Single by Big Audio Dynamite

from the album No. 10, Upping St.
- Released: October 1986
- Studio: Trident One (London)
- Genre: Alternative dance
- Length: 5:26
- Label: CBS
- Songwriter(s): Mick Jones; Don Letts;
- Producer(s): Joe Strummer; Mick Jones;

Big Audio Dynamite singles chronology
| "Medicine Show" (1986) | "C'mon Every Beatbox" (1986) | "V. Thirteen" (1987) |

Music video
- "C'mon Every Beatbox" on YouTube

= C'mon Every Beatbox =

"C'mon Every Beatbox" is a song by the English alternative dance band Big Audio Dynamite, released as both a 7" and 12" single from their second studio album, No. 10, Upping St. (1986).

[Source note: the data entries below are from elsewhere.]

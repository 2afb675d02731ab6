use chrono::{DateTime, Utc};
use serde::{Deserialize, Serialize};

use super::Entity;
use crate::record::Key;

#[derive(Debug, Clone, PartialEq, Serialize, Deserialize)]
#[serde(rename_all = "PascalCase")]
pub struct Post {
    pub id: Key,
    pub title: String,
    pub content: String,
    pub published_date: DateTime<Utc>,
    pub blog_id: Key,
}

impl Entity for Post {
    fn entity_name() -> &'static str {
        "Post"
    }

    fn key(&self) -> Key {
        self.id
    }
}
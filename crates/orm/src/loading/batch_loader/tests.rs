use super::*;
use crate::relationships::blog_schema;

fn post(key: Key, blog_id: Key) -> Record {
    Record::new("Post", key).with("Id", key).with("BlogId", blog_id)
}

#[test]
fn test_group_by_attribute_keeps_order() {
    let groups = group_by_attribute(vec![post(1, 10), post(2, 20), post(3, 10)], "BlogId");

    assert_eq!(groups.len(), 2);
    let keys: Vec<Key> = groups[&10].iter().map(|r| r.key).collect();
    assert_eq!(keys, vec![1, 3]);
    assert_eq!(groups[&20][0].key, 2);
}

#[test]
fn test_group_by_key_drops_items_without_key() {
    let records = vec![post(1, 10), Record::new("Post", 2).with("Id", 2)];
    let groups = group_by_key(records, |r| r.key_of("BlogId"));

    assert_eq!(groups.values().map(Vec::len).sum::<usize>(), 1);
}

#[test]
fn test_attach_fills_every_parent() {
    let schema = blog_schema().unwrap();
    let mut blogs: Vec<Node> = (10..=12)
        .map(|k| Node::unresolved(Record::new("Blog", k).with("Id", k), &schema))
        .collect();

    let posts = vec![post(1, 10), post(2, 10), post(3, 11)];
    let grouped = group_by_key(
        posts.into_iter().map(|r| Node::unresolved(r, &schema)),
        |n| n.record.key_of("BlogId"),
    );
    attach(&mut blogs, "Posts", &grouped, |b| Some(b.key()));

    let counts: Vec<usize> = blogs.iter().map(|b| b.loaded("Posts").map_or(0, <[Node]>::len)).collect();
    assert_eq!(counts, vec![2, 1, 0]);
    assert!(blogs.iter().all(|b| b.is_loaded("Posts")));
    assert!(blogs.iter().all(|b| !b.is_loaded("Tags")));
}

#[test]
fn test_attach_shares_group_between_parents_with_same_key() {
    let schema = blog_schema().unwrap();
    let mut posts: Vec<Node> = vec![post(1, 10), post(2, 10)]
        .into_iter()
        .map(|r| Node::unresolved(r, &schema))
        .collect();

    let blog = Node::unresolved(Record::new("Blog", 10).with("Id", 10), &schema);
    let grouped = group_by_key(vec![blog], |n| Some(n.key()));
    attach(&mut posts, "Blog", &grouped, |p| p.record.key_of("BlogId"));

    assert!(posts.iter().all(|p| p.single("Blog").map(Node::key) == Some(10)));
}
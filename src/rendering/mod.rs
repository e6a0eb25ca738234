pub mod buffer;
pub mod color;
pub mod image;
/// Rasterization pipeline and the deduplicated cache the renderer keeps
/// them in.
pub mod pipeline;
pub mod shading;

pub use buffer::PixelBuffer;
pub use color::Rgba;
pub use image::{Emphasis, GlyphCell, GlyphImage};
pub use pipeline::{
    CullMode, Pipeline, PipelineCache, PipelineConfig, PipelineId, Subscriber,
    SymbolStyle, SOLID_BLOCK,
};
pub use shading::FogConfig;
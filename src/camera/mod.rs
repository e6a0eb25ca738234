//! Camera unit: projection, per-level view transforms and the frustum used
//! for bounding-sphere culling during scene compilation.

use glam::{Mat4, UVec2, Vec3, Vec4};

use crate::scene::{InstanceSnapshot, Level, LevelRange};

/// Fixed depth band of the orthographic fallback projection, in world units
/// either side of the z = 0 plane.
const ORTHO_DEPTH_BAND: f32 = 100.0;

#[derive(Clone, Debug)]
pub struct Camera {
    /// Perspective when true, pixel-grid orthographic otherwise.
    pub perspective: bool,
    /// Vertical field of view in radians (perspective only).
    pub fov: f32,
    pub near: f32,
    pub far: f32,
    /// Octaves this camera can observe; multilevel layers iterate them.
    pub observable_range: LevelRange,
    /// Instances binding the camera into the world. Only the first is used
    /// for the view transform; extras are ignored.
    pub instances: Vec<InstanceSnapshot>,

    resolution: UVec2,
    aspect: f32,
    projection: Mat4,
    projection_inverse: Mat4,
}

impl Default for Camera {
    fn default() -> Self {
        Camera {
            perspective: true,
            fov: 90f32.to_radians(),
            near: 0.1,
            far: 750.0,
            observable_range: LevelRange::default(),
            instances: Vec::new(),
            resolution: UVec2::ONE,
            aspect: 1.0,
            projection: Mat4::IDENTITY,
            projection_inverse: Mat4::IDENTITY,
        }
    }
}

impl Camera {
    pub fn new() -> Self {
        Camera::default()
    }

    /// Orthographic camera mapping world units straight to pixels, origin at
    /// the top-left, y growing downward. Used as the layer fallback.
    pub fn orthographic() -> Self {
        Camera { perspective: false, ..Camera::default() }
    }

    /// Recompute the projection for a target resolution. Zero dimensions are
    /// clamped to one pixel rather than failing the frame.
    pub fn compile(&mut self, resolution: UVec2) {
        self.resolution = resolution.max(UVec2::ONE);
        self.aspect = self.resolution.x as f32 / self.resolution.y as f32;
        self.projection = if self.perspective {
            Mat4::perspective_rh_gl(self.fov, self.aspect, self.near, self.far)
        } else {
            Mat4::orthographic_rh_gl(
                0.0,
                self.resolution.x as f32,
                self.resolution.y as f32,
                0.0,
                -ORTHO_DEPTH_BAND,
                ORTHO_DEPTH_BAND,
            )
        };
        self.projection_inverse = self.projection.inverse();
    }

    pub fn resolution(&self) -> UVec2 {
        self.resolution
    }

    pub fn projection(&self) -> Mat4 {
        self.projection
    }

    pub fn projection_inverse(&self) -> Mat4 {
        self.projection_inverse
    }

    /// View matrix for observing a given octave: the inverse of the first
    /// instance's world transform with its translation rescaled into the
    /// target octave. Identity when the camera is not bound to the world.
    pub fn view_transform(&self, level: Level) -> Mat4 {
        let Some(instance) = self.instances.first() else {
            return Mat4::IDENTITY;
        };
        let factor = instance.level.scale_to(level);
        let mut world = instance.transform;
        world.w_axis = (world.w_axis.truncate() * factor).extend(1.0);
        world.inverse()
    }

    /// Replace the instance snapshot (called on scene topology changes).
    pub fn refresh(&mut self, instances: Vec<InstanceSnapshot>) {
        self.instances = instances;
    }

    pub fn frustum(&self, level: Level) -> Frustum {
        Frustum::from_view_projection(&(self.projection * self.view_transform(level)))
    }
}

/// View frustum as six inward-facing planes extracted from a combined
/// view-projection matrix (Gribb/Hartmann).
#[derive(Clone, Copy, Debug)]
pub struct Frustum {
    planes: [Vec4; 6],
}

impl Frustum {
    pub fn from_view_projection(vp: &Mat4) -> Self {
        let r0 = vp.row(0);
        let r1 = vp.row(1);
        let r2 = vp.row(2);
        let r3 = vp.row(3);

        let mut planes = [
            r3 + r0, // left
            r3 - r0, // right
            r3 + r1, // bottom
            r3 - r1, // top
            r3 + r2, // near
            r3 - r2, // far
        ];
        for plane in &mut planes {
            let len = plane.truncate().length();
            if len > f32::EPSILON {
                *plane /= len;
            }
        }
        Frustum { planes }
    }

    /// Sphere-vs-frustum test; conservative (true on intersection).
    pub fn contains_sphere(&self, center: Vec3, radius: f32) -> bool {
        self.planes
            .iter()
            .all(|p| p.truncate().dot(center) + p.w >= -radius)
    }
}
//! Glyph grid: the renderer's equivalent of a swapchain image.

use bitflags::bitflags;

use super::color::Rgba;

bitflags! {
    /// Text attributes a terminal can apply per cell.
    #[derive(Clone, Copy, Debug, Default, PartialEq, Eq)]
    pub struct Emphasis: u8 {
        const BOLD = 1 << 0;
        const DIM = 1 << 1;
        const ITALIC = 1 << 2;
        const UNDERLINE = 1 << 3;
        const REVERSE = 1 << 4;
    }
}

/// One printable cell. The space symbol is treated as fully transparent when
/// compositing layers, so cleared cells never cover content beneath them.
#[derive(Clone, Copy, Debug, PartialEq)]
pub struct GlyphCell {
    pub symbol: char,
    pub fg: Rgba,
    pub bg: Rgba,
    pub emphasis: Emphasis,
}

impl Default for GlyphCell {
    fn default() -> Self {
        GlyphCell {
            symbol: ' ',
            fg: Rgba::WHITE,
            bg: Rgba::BLACK,
            emphasis: Emphasis::empty(),
        }
    }
}

impl GlyphCell {
    pub fn new(symbol: char, fg: Rgba, bg: Rgba) -> Self {
        GlyphCell { symbol, fg, bg, emphasis: Emphasis::empty() }
    }

    /// Solid cell where both color slots carry the same pixel color.
    pub fn solid(symbol: char, color: Rgba) -> Self {
        GlyphCell::new(symbol, color, color)
    }

    pub fn is_transparent(&self) -> bool {
        self.symbol == ' '
    }
}

/// 2-D grid of glyph cells.
#[derive(Clone, Debug, PartialEq)]
pub struct GlyphImage {
    width: usize,
    height: usize,
    cells: Vec<GlyphCell>,
}

impl GlyphImage {
    pub fn new(width: usize, height: usize) -> Self {
        GlyphImage {
            width,
            height,
            cells: vec![GlyphCell::default(); width * height],
        }
    }

    pub fn width(&self) -> usize {
        self.width
    }

    pub fn height(&self) -> usize {
        self.height
    }

    pub fn resize(&mut self, width: usize, height: usize) {
        if self.width != width || self.height != height {
            self.width = width;
            self.height = height;
            self.cells.clear();
            self.cells.resize(width * height, GlyphCell::default());
        }
    }

    pub fn fill(&mut self, cell: GlyphCell) {
        self.cells.fill(cell);
    }

    #[inline]
    pub fn get(&self, x: usize, y: usize) -> GlyphCell {
        self.cells[y * self.width + x]
    }

    #[inline]
    pub fn set(&mut self, x: usize, y: usize, cell: GlyphCell) {
        self.cells[y * self.width + x] = cell;
    }

    pub fn cells(&self) -> &[GlyphCell] {
        &self.cells
    }

    /// Paint `other` on top of this image, skipping transparent cells.
    /// Both images must share dimensions; mismatches copy the overlap only.
    pub fn overlay(&mut self, other: &GlyphImage) {
        let w = self.width.min(other.width);
        let h = self.height.min(other.height);
        for y in 0..h {
            for x in 0..w {
                let cell = other.get(x, y);
                if !cell.is_transparent() {
                    self.set(x, y, cell);
                }
            }
        }
    }

    /// Number of cells whose foreground matches `color` exactly.
    pub fn count_fg(&self, color: Rgba) -> usize {
        self.cells
            .iter()
            .filter(|c| !c.is_transparent() && c.fg == color)
            .count()
    }
}
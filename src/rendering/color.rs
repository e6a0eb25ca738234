use glam::{Vec3, Vec4};

/// 8-bit RGBA color. Alpha doubles as the painted-pixel stencil inside
/// pipeline color buffers: zero alpha means nothing was rasterized there.
#[derive(Clone, Copy, Debug, PartialEq, Eq, Hash)]
pub struct Rgba {
    pub r: u8,
    pub g: u8,
    pub b: u8,
    pub a: u8,
}

impl Rgba {
    pub const TRANSPARENT: Rgba = Rgba::new(0, 0, 0, 0);
    pub const BLACK: Rgba = Rgba::new(0, 0, 0, 255);
    pub const WHITE: Rgba = Rgba::new(255, 255, 255, 255);
    pub const RED: Rgba = Rgba::new(255, 0, 0, 255);
    pub const GREEN: Rgba = Rgba::new(0, 255, 0, 255);
    pub const BLUE: Rgba = Rgba::new(0, 0, 255, 255);

    pub const fn new(r: u8, g: u8, b: u8, a: u8) -> Self {
        Rgba { r, g, b, a }
    }

    pub const fn opaque(r: u8, g: u8, b: u8) -> Self {
        Rgba::new(r, g, b, 255)
    }

    pub fn to_vec4(self) -> Vec4 {
        Vec4::new(
            self.r as f32 / 255.0,
            self.g as f32 / 255.0,
            self.b as f32 / 255.0,
            self.a as f32 / 255.0,
        )
    }

    pub fn from_vec4(v: Vec4) -> Self {
        let v = v.clamp(Vec4::ZERO, Vec4::ONE) * 255.0;
        Rgba::new(v.x as u8, v.y as u8, v.z as u8, v.w as u8)
    }

    /// Channel-wise multiply, used for per-instance tinting.
    pub fn modulate(self, other: Rgba) -> Rgba {
        Rgba::from_vec4(self.to_vec4() * other.to_vec4())
    }

    /// Scale only the color channels by a lighting factor, keeping alpha.
    pub fn shaded(self, light: Vec3) -> Rgba {
        let v = self.to_vec4();
        Rgba::from_vec4(Vec4::new(v.x * light.x, v.y * light.y, v.z * light.z, v.w))
    }

    /// Manhattan distance over the color channels, ignoring alpha.
    pub fn distance(self, other: Rgba) -> u32 {
        self.r.abs_diff(other.r) as u32
            + self.g.abs_diff(other.g) as u32
            + self.b.abs_diff(other.b) as u32
    }
}
impl Pipeline {
    pub fn new(config: PipelineConfig) -> Self {
        Pipeline {
            config,
            fog: FogConfig::default(),
            color: PixelBuffer::new(0, 0, Rgba::TRANSPARENT),
            depth: PixelBuffer::new(0, 0, 1.0),
        }
    }

    pub fn config(&self) -> &PipelineConfig {
        &self.config
    }

    /// Buffers are allocated at resolution × symbol density.
    pub fn resize(&mut self, resolution: UVec2) {
        let resolution = resolution.max(UVec2::ONE);
        let (dx, dy) = self.config.style.density();
        let w = resolution.x as usize * dx;
        let h = resolution.y as usize * dy;
        self.color.resize(w, h, Rgba::TRANSPARENT);
        self.depth.resize(w, h, 1.0);
    }

    pub fn clear(&mut self) {
        self.color.fill(Rgba::TRANSPARENT);
        self.depth.fill(1.0);
    }

    /// Rasterize one subscriber. `global_depth` is the owning layer's depth
    /// buffer, at surface resolution; it provides occlusion across
    /// pipelines and is the buffer the depth test runs against.
    pub fn render(
        &mut self,
        global_depth: &mut PixelBuffer<f32>,
        projected_view: &Mat4,
        subscriber: &Subscriber,
        lights: &[LightSample],
    ) {
        let Some(geometry) = subscriber.geometry.as_deref() else {
            return;
        };
        let mvp = *projected_view * subscriber.transform;
        let normal_matrix = Mat3::from_mat4(subscriber.transform);

        for tri in geometry.vertices().chunks_exact(3) {
            let mut clip = [ClipVertex {
                clip: Vec4::ZERO,
                world: Vec3::ZERO,
                normal: Vec3::Z,
                uv: Vec2::ZERO,
                color: Vec4::ONE,
            }; 3];
            for (out, v) in clip.iter_mut().zip(tri) {
                out.clip = mvp * v.position;
                out.world = (subscriber.transform * v.position).truncate();
                out.normal = (normal_matrix * v.normal).normalize_or_zero();
                out.uv = v.uv;
                out.color = v.color.to_vec4();
            }

            let (points, count) = clip_near(&clip);
            // Fan-triangulate whatever survived the near plane.
            for k in 1..count.saturating_sub(1) {
                self.fill_triangle(
                    global_depth,
                    subscriber,
                    lights,
                    &[points[0], points[k], points[k + 1]],
                );
            }
        }
    }

    fn fill_triangle(
        &mut self,
        global_depth: &mut PixelBuffer<f32>,
        subscriber: &Subscriber,
        lights: &[LightSample],
        tri: &[ClipVertex; 3],
    ) {
        let width = self.color.width();
        let height = self.color.height();
        if width == 0 || height == 0 {
            return;
        }

        let mut ndc = [Vec3::ZERO; 3];
        let mut inv_w = [0f32; 3];
        for i in 0..3 {
            let w = tri[i].clip.w;
            if w.abs() < W_EPS {
                debug!("triangle skipped: homogeneous weight near zero");
                return;
            }
            ndc[i] = tri[i].clip.truncate() / w;
            inv_w[i] = 1.0 / w;
        }

        // Winding cull from the NDC signed area. Counter-clockwise in NDC
        // (y up) is front-facing.
        let ndc_area = (ndc[1].x - ndc[0].x) * (ndc[2].y - ndc[0].y)
            - (ndc[1].y - ndc[0].y) * (ndc[2].x - ndc[0].x);
        match self.config.cull {
            CullMode::Back if ndc_area <= 0.0 => return,
            CullMode::Front if ndc_area >= 0.0 => return,
            _ => {}
        }

        let mut sx = [0f32; 3];
        let mut sy = [0f32; 3];
        let mut depth = [0f32; 3];
        for i in 0..3 {
            sx[i] = (ndc[i].x + 1.0) * 0.5 * width as f32;
            sy[i] = (1.0 - ndc[i].y) * 0.5 * height as f32;
            depth[i] = ndc[i].z * 0.5 + 0.5;
        }

        let area2 = (sy[1] - sy[2]) * (sx[0] - sx[2]) + (sx[2] - sx[1]) * (sy[0] - sy[2]);
        if area2.abs() < AREA_EPS {
            trace!("triangle skipped: zero screen area");
            return;
        }
        let inv_area = 1.0 / area2;

        let min_x = sx.iter().copied().fold(f32::INFINITY, f32::min);
        let max_x = sx.iter().copied().fold(f32::NEG_INFINITY, f32::max);
        let min_y = sy.iter().copied().fold(f32::INFINITY, f32::min);
        let max_y = sy.iter().copied().fold(f32::NEG_INFINITY, f32::max);
        if max_x < 0.0 || max_y < 0.0 || min_x >= width as f32 || min_y >= height as f32 {
            return;
        }
        let x0 = min_x.max(0.0) as usize;
        let x1 = (max_x.min(width as f32 - 1.0)) as usize;
        let y0 = min_y.max(0.0) as usize;
        let y1 = (max_y.min(height as f32 - 1.0)) as usize;

        // Flat shading resolves one light value per triangle up front.
        let face_normal = (tri[0].normal + tri[1].normal + tri[2].normal).normalize_or_zero();
        let face_center = (tri[0].world + tri[1].world + tri[2].world) / 3.0;
        let flat_light = if self.config.lit && !self.config.smooth {
            shading::accumulate(lights, face_normal, face_center)
        } else {
            Vec3::ONE
        };

        let base_color = subscriber.color.to_vec4();
        let (dx, dy) = self.config.style.density();

        for y in y0..=y1 {
            let py = y as f32 + 0.5;
            let mut row_started = false;
            for x in x0..=x1 {
                let px = x as f32 + 0.5;
                let l0 = ((sy[1] - sy[2]) * (px - sx[2]) + (sx[2] - sx[1]) * (py - sy[2]))
                    * inv_area;
                let l1 = ((sy[2] - sy[0]) * (px - sx[2]) + (sx[0] - sx[2]) * (py - sy[2]))
                    * inv_area;
                let l2 = 1.0 - l0 - l1;
                if l0 < 0.0 || l1 < 0.0 || l2 < 0.0 {
                    // Interior pixels of a convex shape form one run per
                    // row; once it ends the row is done.
                    if row_started {
                        break;
                    }
                    continue;
                }
                row_started = true;

                let z = l0 * depth[0] + l1 * depth[1] + l2 * depth[2];
                if self.config.depth_test {
                    if z <= 0.0 || z >= 1.0 {
                        continue;
                    }
                    let gx = x / dx;
                    let gy = y / dy;
                    if z >= global_depth.get(gx, gy) {
                        continue;
                    }
                    // The global buffer stores one depth per glyph cell;
                    // the last pixel of the density group represents it.
                    if x % dx == dx - 1 && y % dy == dy - 1 {
                        global_depth.set(gx, gy, z);
                    }
                }
                self.depth.set(x, y, z);

                // Perspective-correct attribute weights.
                let pc0 = l0 * inv_w[0];
                let pc1 = l1 * inv_w[1];
                let pc2 = l2 * inv_w[2];
                let denom = pc0 + pc1 + pc2;
                if denom.abs() < f32::EPSILON {
                    continue;
                }
                let inv = 1.0 / denom;

                let mut color = base_color;
                if self.config.colorize {
                    let vcol =
                        (tri[0].color * pc0 + tri[1].color * pc1 + tri[2].color * pc2) * inv;
                    color *= vcol;
                }
                if let Some(texture) = subscriber.texture.as_deref() {
                    let uv = (tri[0].uv * pc0 + tri[1].uv * pc1 + tri[2].uv * pc2) * inv;
                    color *= texture.sample(uv).to_vec4();
                }
                if self.config.lit {
                    let light = if self.config.smooth {
                        let normal = ((tri[0].normal * pc0
                            + tri[1].normal * pc1
                            + tri[2].normal * pc2)
                            * inv)
                            .normalize_or_zero();
                        let surface = (tri[0].world * pc0
                            + tri[1].world * pc1
                            + tri[2].world * pc2)
                            * inv;
                        shading::accumulate(lights, normal, surface)
                    } else {
                        flat_light
                    };
                    color = (color.truncate() * light).extend(color.w);
                }
                if self.config.fog {
                    let f = self.fog.factor(z);
                    if f >= 1.0 {
                        color = self.fog.color.to_vec4();
                    } else if f > 0.0 {
                        let fog = self.fog.color.to_vec4();
                        color = color.lerp(fog, f);
                    }
                }

                let mut out = Rgba::from_vec4(color);
                out.a = 255;
                self.color.set(x, y, out);
            }
        }
    }

    /// Convert the pixel buffers into glyph cells on `image`. Unpainted
    /// pixels are left untouched so layers composite correctly.
    pub fn assemble(&self, image: &mut GlyphImage) -> Result<(), RenderError> {
        let (dx, dy) = self.config.style.density();
        if (dx, dy) != (1, 1) {
            return Err(RenderError::UnimplementedSymbolDensity { x: dx, y: dy });
        }

        let w = self.color.width().min(image.width());
        let h = self.color.height().min(image.height());
        for y in 0..h {
            for x in 0..w {
                let pixel = self.color.get(x, y);
                if pixel.a == 0 {
                    continue;
                }
                image.set(x, y, self.classify(x, y, pixel));
            }
        }
        Ok(())
    }

    /// Pick a glyph for one painted pixel from its 3×3 neighborhood. A
    /// consistent depth ridge or valley along a diagonal, column or row
    /// with similar colors turns into a line glyph; everything else is a
    /// solid block carrying the pixel color in both color slots.
    fn classify(&self, x: usize, y: usize, pixel: Rgba) -> GlyphCell {
        let w = self.color.width() as isize;
        let h = self.color.height() as isize;
        let probe = |ox: isize, oy: isize| -> Option<(Rgba, f32)> {
            let px = x as isize + ox;
            let py = y as isize + oy;
            if px < 0 || py < 0 || px >= w || py >= h {
                return None;
            }
            let c = self.color.get(px as usize, py as usize);
            if c.a == 0 {
                None
            } else {
                Some((c, self.depth.get(px as usize, py as usize)))
            }
        };
        // Off-grid and unpainted neighbors read as maximally distant.
        let depth_at = |ox: isize, oy: isize| probe(ox, oy).map_or(1.0, |(_, d)| d);

        // (glyph, cells along the line, perpendicular offsets)
        let candidates: [(char, [(isize, isize); 3], [(isize, isize); 2]); 4] = [
            ('╲', [(-1, -1), (0, 0), (1, 1)], [(1, -1), (-1, 1)]),
            ('╱', [(-1, 1), (0, 0), (1, -1)], [(-1, -1), (1, 1)]),
            ('│', [(0, -1), (0, 0), (0, 1)], [(-1, 0), (1, 0)]),
            ('─', [(-1, 0), (0, 0), (1, 0)], [(0, -1), (0, 1)]),
        ];

        for (glyph, line, sides) in candidates {
            let mut ridge = true;
            let mut valley = true;
            let mut colors_ok = true;
            for (lx, ly) in line {
                let Some((line_color, line_depth)) = probe(lx, ly) else {
                    ridge = false;
                    valley = false;
                    break;
                };
                if line_color.distance(pixel) > COLOR_EPS {
                    colors_ok = false;
                    break;
                }
                for (ox, oy) in sides {
                    let side = depth_at(lx + ox, ly + oy);
                    if side <= line_depth + RIDGE_EPS {
                        ridge = false;
                    }
                    if side >= line_depth - RIDGE_EPS {
                        valley = false;
                    }
                }
                if !ridge && !valley {
                    break;
                }
            }
            if (ridge || valley) && colors_ok {
                return GlyphCell::new(glyph, pixel, Rgba::BLACK);
            }
        }

        GlyphCell::solid(SOLID_BLOCK, pixel)
    }

    #[cfg(test)]
    pub(crate) fn paint(&mut self, x: usize, y: usize, color: Rgba, depth: f32) {
        self.color.set(x, y, color);
        self.depth.set(x, y, depth);
    }

    #[cfg(test)]
    pub(crate) fn pixel(&self, x: usize, y: usize) -> (Rgba, f32) {
        (self.color.get(x, y), self.depth.get(x, y))
    }

    pub fn painted_count(&self) -> usize {
        self.color.as_slice().iter().filter(|c| c.a != 0).count()
    }
}
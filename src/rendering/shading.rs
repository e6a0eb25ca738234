//! Shading helpers shared by the rasterizer: diffuse light accumulation and
//! depth fog.

use glam::Vec3;

use super::color::Rgba;
use crate::light::{LightKind, LightSample};

/// Base illumination applied before any light contributes, so lit faces
/// turned away from every light stay readable in glyph output.
pub const AMBIENT: f32 = 0.35;

/// Depth-fog parameters. `start`/`end` are normalized depths; pixels past
/// `end` collapse to the fog color outright.
#[derive(Clone, Copy, Debug)]
pub struct FogConfig {
    pub color: Rgba,
    pub start: f32,
    pub end: f32,
}

impl Default for FogConfig {
    fn default() -> Self {
        FogConfig { color: Rgba::opaque(24, 24, 32), start: 0.8, end: 1.0 }
    }
}

impl FogConfig {
    /// Blend factor in [0,1]; 1 means fully fogged.
    pub fn factor(&self, depth: f32) -> f32 {
        if self.end <= self.start {
            return if depth >= self.end { 1.0 } else { 0.0 };
        }
        ((depth - self.start) / (self.end - self.start)).clamp(0.0, 1.0)
    }
}

/// Diffuse factor a single light contributes at a surface point.
pub fn light_contribution(light: &LightSample, normal: Vec3, surface: Vec3) -> f32 {
    match light.kind {
        LightKind::Directional | LightKind::Spot => {
            normal.dot(-light.direction).max(0.0)
        }
        LightKind::Point => {
            let to_light = (light.position - surface).normalize_or_zero();
            normal.dot(to_light).max(0.0)
        }
        // Filtered out during light compilation.
        LightKind::Domain => 0.0,
    }
}

/// Accumulated illumination at a surface point, clamped to [0,1] per
/// channel. With no lights bound the surface is left unmodulated.
pub fn accumulate(lights: &[LightSample], normal: Vec3, surface: Vec3) -> Vec3 {
    if lights.is_empty() {
        return Vec3::ONE;
    }
    let mut total = Vec3::splat(AMBIENT);
    for light in lights {
        total += light.color * light_contribution(light, normal, surface);
    }
    total.clamp(Vec3::ZERO, Vec3::ONE)
}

Written by Mick Jones and Don Letts, "C'mon Every Beatbox" was released as the lead single from the album, peaking at No. 51 on the UK singles chart, and No. 19 on Billboard's Dance Club Songs. The single features the non-album track, "Badrock City" as its B-side, which was later included as a bonus track on the US CD of the No. 10, Upping St. album.

== Track listing ==
7" single
1. "C'mon Every Beatbox (Edit)"
2. "Badrock City"
3. *Mixed by Sam Sever

12" single
1. "C'mon Every Beatbox (Extended Vocal Version)"
2. "Badrock City"
3. "Beatbox's at Dawn"
4. *Mixed by Sam Sever

== Chart performance ==

| Chart | Position |
|---|---|
| UK singles chart | 51 |
| US Billboard Hot Dance Club Play chart | 16 ^{[A]} |
| US Billboard Hot Black Singles chart | 66 ^{[B]} |

- A"C'mon Every Beatbox and "Badrock City" charted together on the Billboard Hot Dance Club Play chart.
- B"Badrock City" charted at No. 66 on the Hot Black Singles chart.